Considérant qu’il résulte de l’instruction qu’un document de huit pages en couleurs, intitulé " Le mot de la fin ", réalisé et distribué par des agents avec les moyens de la commune, a été diffusé aux électeurs de la commune dans la semaine qui a précédé le premier tour de l’élection ; que ce document comportait un éditorial du maire sortant, M. A., et dressait un bilan avantageux de l’action menée sous son mandat, en décrivant notamment l’ensemble des projets réalisés et des projets en cours ; que la diffusion de ce bulletin a par suite présenté le caractère d’un abus de propagande en faveur de M. A., qui s’est porté candidat à l’issue du premier tour, et de la liste qu’il a alors constituée avec M. H., conseiller municipal sortant ; qu’eu égard au faible écart de voix entre les deux derniers candidats élus de cette liste, M. A. lui-même et M. G., et les premiers candidats non élus de la liste concurrente, cette irrégularité a été de nature à vicier les résultats du scrutin ; qu’il y a lieu, dès lors, d’annuler l’élection de M. A. et de M. G. en qualité de conseillers municipaux de la commune d’Aiguilles-en-Queyras ;

D E C I D E :

Article 1er : L’ordonnance du président de la 8ème chambre du tribunal administratif de Marseille en date du 5 mai 2008 est annulée en tant qu’elle concerne les opérations électorales du 16 mars 2008.

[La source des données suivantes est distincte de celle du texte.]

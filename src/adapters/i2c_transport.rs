//! I2C transport shim.
//!
//! Maps the register-level [`Transport`] port onto any `embedded-hal` 1.0
//! I2C bus and delay provider.  Reads are a single write-read; writes are
//! sent as `(register, value)` pairs, which is how the BME68x expects
//! multi-register writes on I2C.

use embedded_hal::delay::DelayNs;
use embedded_hal::i2c::I2c;
use log::debug;

use crate::app::ports::Transport;
use crate::error::IoError;

/// Register pairs per bus transaction.
const PAIRS_PER_WRITE: usize = 8;

pub struct I2cTransport<I, D> {
    i2c: I,
    delay: D,
    addr: u8,
}

impl<I: I2c, D: DelayNs> I2cTransport<I, D> {
    pub fn new(i2c: I, delay: D, addr: u8) -> Self {
        Self { i2c, delay, addr }
    }

    pub fn addr(&self) -> u8 {
        self.addr
    }

    /// Give back the bus and delay.
    pub fn release(self) -> (I, D) {
        (self.i2c, self.delay)
    }
}

impl<I: I2c, D: DelayNs> Transport for I2cTransport<I, D> {
    fn read(&mut self, reg: u8, buf: &mut [u8]) -> Result<(), IoError> {
        self.i2c.write_read(self.addr, &[reg], buf).map_err(|e| {
            debug!("I2C 0x{:02x}: read 0x{reg:02x} failed: {e:?}", self.addr);
            IoError::Bus
        })
    }

    fn write(&mut self, reg: u8, data: &[u8]) -> Result<(), IoError> {
        let mut next = reg;
        for chunk in data.chunks(PAIRS_PER_WRITE) {
            let mut frame = [0u8; PAIRS_PER_WRITE * 2];
            for (i, b) in chunk.iter().enumerate() {
                frame[2 * i] = next;
                frame[2 * i + 1] = *b;
                next = next.wrapping_add(1);
            }
            self.i2c
                .write(self.addr, &frame[..chunk.len() * 2])
                .map_err(|e| {
                    debug!("I2C 0x{:02x}: write 0x{reg:02x} failed: {e:?}", self.addr);
                    IoError::Bus
                })?;
        }
        Ok(())
    }

    fn delay_us(&mut self, us: u32) {
        self.delay.delay_us(us);
    }
}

Article 2 : L’élection de M. A. et de M. G. en qualité de conseillers municipaux de la commune d’Aiguilles-en-Queyras est annulée.

Article 3 : Le surplus des conclusions de la requête de M. T. est rejeté.

Article 4 : La présente décision sera notifiée à M. Jean T., au ministre de l’intérieur, de l’outre-mer et des collectivités territoriales, à M. Jacques B. et autres.